What's your disk I/O thoughtput?

MySQL uses disk. Ok, so everybody knew that. MySQL uses disk in two primary ways.

  • Random I/O (Reading & Writing Data/Index blocks)
  • Sequential I/O (Binary Log, InnoDB Redo Log)

Historically it’s been best practice to separate these onto different spindles, and also separating the OS and tmp space onto a third spindle. With commodity H/W that can be easily done, but today a lot of people use SAN. Is this a good thing for a MySQL Database?
That’s a topic of much discussion at a later time, however I’ll add two points. A lot of SAN configurations are RAID 5, and RAID 10 is a better choice due to removing the requirement to calculate the parity. Second, last week I observed a RAID disk failure and it took an incredible long time for the disk to be re-built. Just how many SAN uses our there have actually timed a disk rebuild on a loaded system and seen the impact on the system in general.

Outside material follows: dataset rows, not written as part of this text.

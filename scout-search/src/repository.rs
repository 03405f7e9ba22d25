//! Ranked full-text search over the document index.
//!
//! Every query flows cache-first: fingerprint lookup, then (on miss) a
//! connection from the resilient pool, the FTS5 match query, row mapping
//! into ranked candidates with per-field snippets, and a cache store on the
//! way out. Index maintenance runs through the same pool but reports
//! failures in its result object instead of returning `Err`.

use crate::cache::ResultCache;
use crate::tags;
use crate::types::{
    IndexMaintenanceResult, MaintenanceOperation, MatchField, ProgressCallback, RebuildOptions,
    RebuildPhase, RebuildProgress, SearchCandidate, SearchMatch, SearchOptions, SearchStats,
    Suggestion, SuggestionKind,
};
use once_cell::sync::Lazy;
use regex::Regex;
use rusqlite::types::Value;
use scout_core::{PerformanceConfig, Result, ScoutError};
use scout_storage::ResilientPool;
use std::sync::atomic::{AtomicU64, Ordering};
use std::sync::Arc;
use std::time::{Duration, Instant};
use tracing::{debug, info, warn};

const DEFAULT_LIMIT: usize = 50;
const MAX_TAGS: usize = 5;
const MAX_TAG_LEN: usize = 100;
const MAX_QUERY_LEN: usize = 1000;
const MAX_PREFIX_LEN: usize = 100;

/// Snippet highlight delimiters. Private-use codepoints so they can never
/// collide with indexed source text; stripped out during mapping.
const HIGHLIGHT_OPEN: char = '\u{e000}';
const HIGHLIGHT_CLOSE: char = '\u{e001}';
const SNIPPET_TOKENS: usize = 12;

/// Queries are parameterized; this is defense in depth against strings that
/// are obviously trying to be SQL rather than search terms.
static DESTRUCTIVE_SQL: Lazy<Regex> = Lazy::new(|| {
    Regex::new(
        r"(?i)(;|--|/\*|\b(?:drop|delete|insert|alter|truncate)\s+(?:table|from|into|index|view|trigger)\b|\bupdate\s+\w+\s+set\b|\bunion\s+select\b)",
    )
    .expect("static pattern")
});

/// Search repository over the resilient pool.
pub struct SearchRepository {
    pool: Arc<ResilientPool>,
    cache: ResultCache,
    slow_query_threshold: Duration,
    total_searches: AtomicU64,
    total_search_time_us: AtomicU64,
    slow_queries: AtomicU64,
}

impl SearchRepository {
    pub fn new(pool: Arc<ResilientPool>, config: &PerformanceConfig) -> Self {
        Self {
            pool,
            cache: ResultCache::new(&config.query_cache),
            slow_query_threshold: Duration::from_millis(config.monitoring.slow_query_threshold_ms),
            total_searches: AtomicU64::new(0),
            total_search_time_us: AtomicU64::new(0),
            slow_queries: AtomicU64::new(0),
        }
    }

    /// Search documents by tags, broadened with known aliases.
    ///
    /// Accepts 1–5 tags, each non-empty and at most 100 characters;
    /// violations surface as [`ScoutError::Validation`] naming the exact
    /// field.
    pub async fn search_by_tags(
        &self,
        tags: &[String],
        options: &SearchOptions,
    ) -> Result<Arc<Vec<SearchCandidate>>> {
        validate_tags(tags)?;
        let terms = tags::expand_tags(tags);
        let match_expr = terms
            .iter()
            .map(|t| format!("tags:{}", quote_term(t)))
            .collect::<Vec<_>>()
            .join(" OR ");
        self.run_search("tags", match_expr, terms, options).await
    }

    /// Free-text search across every indexed field.
    pub async fn search_by_text(
        &self,
        query: &str,
        options: &SearchOptions,
    ) -> Result<Arc<Vec<SearchCandidate>>> {
        validate_text(query)?;
        let terms: Vec<String> = query.split_whitespace().map(str::to_string).collect();
        let match_expr = terms
            .iter()
            .map(|t| quote_term(t))
            .collect::<Vec<_>>()
            .join(" OR ");
        self.run_search("text", match_expr, terms, options).await
    }

    async fn run_search(
        &self,
        kind: &str,
        match_expr: String,
        terms: Vec<String>,
        options: &SearchOptions,
    ) -> Result<Arc<Vec<SearchCandidate>>> {
        let started = Instant::now();
        let key = ResultCache::fingerprint(kind, &terms, options);

        if let Some(cached) = self.cache.get(&key) {
            self.record_search(kind, &match_expr, started.elapsed());
            return Ok(cached);
        }

        let handle = self.pool.acquire().await?;
        let (sql, params) = build_search_sql(&match_expr, options);
        let query_result = handle.conn().with_conn(|c| {
            let mut stmt = c.prepare(&sql)?;
            let rows = stmt.query_map(rusqlite::params_from_iter(params.iter()), |row| {
                map_candidate(row, &terms)
            })?;
            rows.collect::<rusqlite::Result<Vec<SearchCandidate>>>()
        });
        self.pool.release(handle);

        let candidates = Arc::new(query_result?);
        self.cache.insert(key, candidates.clone());
        self.record_search(kind, &match_expr, started.elapsed());
        debug!(kind, hits = candidates.len(), "search executed");
        Ok(candidates)
    }

    /// Typed completions for a search prefix, drawn from the tag, filename,
    /// definition, and import vocabularies, most frequent first.
    pub async fn get_suggestions(&self, prefix: &str, limit: usize) -> Result<Vec<Suggestion>> {
        if prefix.is_empty() {
            return Err(ScoutError::validation("prefix", "must be a non-empty string"));
        }
        if prefix.chars().count() > MAX_PREFIX_LEN {
            return Err(ScoutError::validation(
                "prefix",
                format!("must be at most {MAX_PREFIX_LEN} characters"),
            ));
        }
        if limit == 0 {
            return Ok(Vec::new());
        }

        let pattern = format!("{}%", escape_like(&prefix.to_lowercase()));
        let handle = self.pool.acquire().await?;
        let query_result = handle.conn().with_conn(|c| {
            let mut stmt = c.prepare(
                "SELECT term, col, doc FROM document_terms \
                 WHERE term LIKE ?1 ESCAPE '\\' \
                   AND col IN ('tags', 'filename', 'definitions', 'imports') \
                 ORDER BY doc DESC, term ASC LIMIT ?2",
            )?;
            let rows = stmt.query_map(rusqlite::params![pattern, limit as i64], |row| {
                let text: String = row.get(0)?;
                let col: String = row.get(1)?;
                let doc: i64 = row.get(2)?;
                Ok((text, col, doc))
            })?;
            rows.collect::<rusqlite::Result<Vec<_>>>()
        });
        self.pool.release(handle);

        let suggestions = query_result?
            .into_iter()
            .filter_map(|(text, col, doc)| {
                let kind = match col.as_str() {
                    "tags" => SuggestionKind::Tag,
                    "filename" => SuggestionKind::Filename,
                    "definitions" => SuggestionKind::Definition,
                    "imports" => SuggestionKind::Import,
                    _ => return None,
                };
                Some(Suggestion {
                    text,
                    kind,
                    score: doc as f64,
                })
            })
            .collect();
        Ok(suggestions)
    }

    /// Rebuild the full-text index from scratch, reporting milestones to the
    /// caller's progress callback. Failures land in the result object.
    pub async fn rebuild_index(&self, options: RebuildOptions) -> IndexMaintenanceResult {
        let started = Instant::now();
        report_progress(&options.progress, RebuildPhase::Start, 0);

        let outcome = self.run_rebuild(&options.progress).await;
        let duration_ms = started.elapsed().as_millis() as u64;
        match outcome {
            Ok((docs_before, docs_after, size_before, size_after)) => {
                report_progress(&options.progress, RebuildPhase::Complete, 100);
                self.cache.clear();
                info!(docs_before, docs_after, duration_ms, "index rebuilt");
                IndexMaintenanceResult {
                    success: true,
                    operation: MaintenanceOperation::Rebuild,
                    duration_ms,
                    documents_processed: Some(docs_after),
                    size_before: Some(size_before),
                    size_after: Some(size_after),
                    error: None,
                    warnings: Vec::new(),
                }
            }
            Err(e) => {
                warn!(error = %e, "index rebuild failed");
                IndexMaintenanceResult::failure(
                    MaintenanceOperation::Rebuild,
                    duration_ms,
                    e.to_string(),
                )
            }
        }
    }

    async fn run_rebuild(
        &self,
        progress: &Option<ProgressCallback>,
    ) -> Result<(u64, u64, u64, u64)> {
        let handle = self.pool.acquire().await?;
        let result = (|| {
            let conn = handle.conn();
            let docs_before = count_indexed(conn)?;
            let size_before = database_size(conn)?;

            report_progress(progress, RebuildPhase::Rebuilding, 50);
            conn.with_conn(|c| {
                c.execute("INSERT INTO document_index(document_index) VALUES('rebuild')", [])
            })?;

            let docs_after = count_indexed(conn)?;
            let size_after = database_size(conn)?;
            Ok((docs_before, docs_after, size_before, size_after))
        })();
        self.pool.release(handle);
        result
    }

    /// Merge the index b-trees and refresh planner statistics.
    pub async fn optimize_index(&self) -> IndexMaintenanceResult {
        let result = self
            .run_maintenance(MaintenanceOperation::Optimize, |conn| {
                conn.with_conn(|c| {
                    c.execute(
                        "INSERT INTO document_index(document_index) VALUES('optimize')",
                        [],
                    )?;
                    c.execute_batch("ANALYZE")
                })
            })
            .await;
        if result.success {
            self.cache.clear();
        }
        result
    }

    /// Refresh planner statistics only.
    pub async fn analyze_index(&self) -> IndexMaintenanceResult {
        self.run_maintenance(MaintenanceOperation::Analyze, |conn| {
            conn.with_conn(|c| c.execute_batch("ANALYZE"))
        })
        .await
    }

    /// Verify the index against its content.
    pub async fn check_index(&self) -> IndexMaintenanceResult {
        self.run_maintenance(MaintenanceOperation::Check, |conn| {
            conn.with_conn(|c| {
                c.execute(
                    "INSERT INTO document_index(document_index) VALUES('integrity-check')",
                    [],
                )
                .map(|_| ())
            })
        })
        .await
    }

    async fn run_maintenance(
        &self,
        operation: MaintenanceOperation,
        op: impl FnOnce(&scout_storage::Connection) -> Result<()>,
    ) -> IndexMaintenanceResult {
        let started = Instant::now();
        let outcome = match self.pool.acquire().await {
            Ok(handle) => {
                let result = op(handle.conn());
                self.pool.release(handle);
                result
            }
            Err(e) => Err(e),
        };
        let duration_ms = started.elapsed().as_millis() as u64;
        match outcome {
            Ok(()) => {
                info!(operation = operation.as_str(), duration_ms, "index maintenance complete");
                IndexMaintenanceResult {
                    success: true,
                    operation,
                    duration_ms,
                    documents_processed: None,
                    size_before: None,
                    size_after: None,
                    error: None,
                    warnings: Vec::new(),
                }
            }
            Err(e) => {
                warn!(operation = operation.as_str(), error = %e, "index maintenance failed");
                IndexMaintenanceResult::failure(operation, duration_ms, e.to_string())
            }
        }
    }

    /// Running totals since construction.
    pub fn stats(&self) -> SearchStats {
        let total = self.total_searches.load(Ordering::Relaxed);
        let total_us = self.total_search_time_us.load(Ordering::Relaxed);
        let avg_search_time_ms = if total > 0 {
            total_us as f64 / total as f64 / 1000.0
        } else {
            0.0
        };
        SearchStats {
            total_searches: total,
            avg_search_time_ms,
            cache_hit_rate: self.cache.hit_rate(),
            slow_queries: self.slow_queries.load(Ordering::Relaxed),
        }
    }

    /// Drop every cached result set.
    pub fn clear_cache(&self) {
        self.cache.clear();
    }

    fn record_search(&self, kind: &str, match_expr: &str, elapsed: Duration) {
        self.total_searches.fetch_add(1, Ordering::Relaxed);
        self.total_search_time_us
            .fetch_add(elapsed.as_micros() as u64, Ordering::Relaxed);
        if elapsed > self.slow_query_threshold {
            self.slow_queries.fetch_add(1, Ordering::Relaxed);
            warn!(
                kind,
                match_expr,
                elapsed_ms = elapsed.as_millis() as u64,
                "slow search query"
            );
        }
    }
}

Back on topic, I don’t have access to any variety of hardware, so community here is where you can help. Those that can spare 5 mins, and have some free disk space (< 5GB), here is an exercise.

Commands

$ time dd if=/dev/zero count=100000 of=testfile.32k bs=32k
$ ls -lh testfile.32k
$ rm testfile.32k

You should see something like (FYI: from a 5400rpm laptop drive)


$ time dd if=/dev/zero count=100000 of=testfile.32k bs=32k
100000+0 records in
100000+0 records out
3276800000 bytes (3.3 GB) copied, 160.172 seconds, 20.5 MB/s
real 2m40.342s
user 0m0.120s
sys 0m15.277s
$ ls -lh testfile.32k
-rw-r--r-- 1 usr grp 3.1G 2007-06-28 10:02 testfile.32k

If your output doesn’t provide the dd M/B output (like Solaris for example) if you could also add:

$bc
3.2*1024/160
20
^D

NOTE: Replace 160 with the number of seconds from the real time (e.g. 2*60+40)

Of course I’m not collecting a lot of stuff, like comparing different block sizes, or looking at iostat for existing load and introduced load. I thought I’d ask an easy question to see what type of response and output I’d find.

If you want to add any additional information such as Drive Types & Speeds (e.g. SATA 5400rpm), RAID configuration or SAN configuration (e.g. RAID and connection type), OS and File System type that would be great, but completely optional.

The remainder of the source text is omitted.